7. Heaven / The Walkmen


Heaven

Since their 2002 debut, Everyone That Pretended to Like Me Is Gone, the Walkmen have evolved from a skittering, vintage indie band into something far more driven.  A highlight along the way,  of course: the New York band's teetering-on-the-edge masterwork, "The Rat," which is easily one of the decades' great unhinged rock performances.  So now comes Heaven, arguably the band's most cohesive album to date, tighter and grander than anything we have heard before.

That rare rock'n'roll record chronicling domestic contentment, Heaven glories in the strength of lasting relationships.  "We'll never leave / we can't be beat / the world is ours," sings Hamilton Leithauser on the jangly, opening strummer, "We Can't Be Beat."  Later, he recognizes "these are the good years / the best we'll ever know / these golden light years."  Little wonder the album's photos include the band with their spouses, girlfriends, and children; these guys are genuinely giddy about their current good fortune.  For goodness sakes, Leithauser even adds a sweet song about singing to his daughter ("Song for Leigh").

Though this is not the messied-up and raging version of the band from ten years ago, Heaven is a welcome and varied collection of clear-eyed rock songs with the unmistakeable mark of golden experience.  The clean, luminous guitars are also noteworthy.  The record's pristine production, wisely, allows them plenty of space to sparkle.  So there is also room for Leithauser's gruff warble--here, stretched out to its finest capacities--to carry the emotional weight of marriage, children, and friends.  On the album's remarkable title track, he sings "stick with me / oh you're my best friend / all of my life / you've always been," and closes with the powerful reminder, "remember remember / all we fight for."  Indeed.

8. Gossamer / Passion Pit



Michael Angelakos has some problems.  But making intricate, vibrant, maximalist pop music isn't one of them.

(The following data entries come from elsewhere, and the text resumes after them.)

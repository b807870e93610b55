//! # Multiplexer Module
//!
//! Addressing and selection for the four 16-channel multiplexers.
//!
//! This module handles:
//! - Translating fuse ids (1-64) to mux index and channel
//! - Driving the shared select lines and per-mux enable lines
//! - Guaranteeing only one mux drives the shared analog line

pub mod address;
pub mod selector;

pub use address::{FuseAddress, CHANNELS_PER_MUX, MUX_COUNT, TOTAL_FUSES};
pub use selector::{ChannelSelector, MuxPins, MuxStatus, SelectorTiming};
//! # Telemetry Module
//!
//! Forwards each sweep to a remote server over HTTP.
//!
//! This module handles:
//! - Building the JSON payload (readings + host info)
//! - Posting it with a bounded timeout
//! - Buffering undelivered sweeps and replaying them in order
//! - Evicting the oldest sweeps under sustained network failure

pub mod payload;
pub mod sender;
pub mod transport;

pub use payload::{MemoryUsage, SystemInfo, TelemetryPayload};
pub use sender::{SenderOptions, TelemetrySender, TelemetryStatus};
pub use transport::{HttpTransport, TelemetryTransport};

Taking his songs at face value, his drinking has led him to dark places.  His shifting personalities has cost him friends.  His overwhelming anxiety has paralyzed his efforts.  Yet, if there is one constant he can cling to, he has been carried (perhaps literally) by his girlfriend.  In a way, Gossamer is his unblinking gratitude.

Like Passion Pit's debut Manners, the tracks on Gossamer are buoyant electro-pop confections, bubbling up and spreading out in colorful swaths of effects and melodies.  But the canvas is much bigger this time, both in terms of the advanced arrangements and the deeply-personal lyrics.  A song like "I'll Be Alright" feels supercharged with a million pop particles firing in all directions.  And it is difficult to think of another artist creating a sunny, sophisticated R&B slow-jam like "Constant Conversations," while at the same time rendering genuine insights into alcoholism and relapse.  Angelekos examines his life with an unflinching eye, and when his unsettling behavior is intertwined with the self-assured brightness of the music, it makes for jarring juxtapositions.  In reference to his drinking, for example, Angelekos notes his "life has become some blurry little quest," while the music bounces along with synth-gurgling glee.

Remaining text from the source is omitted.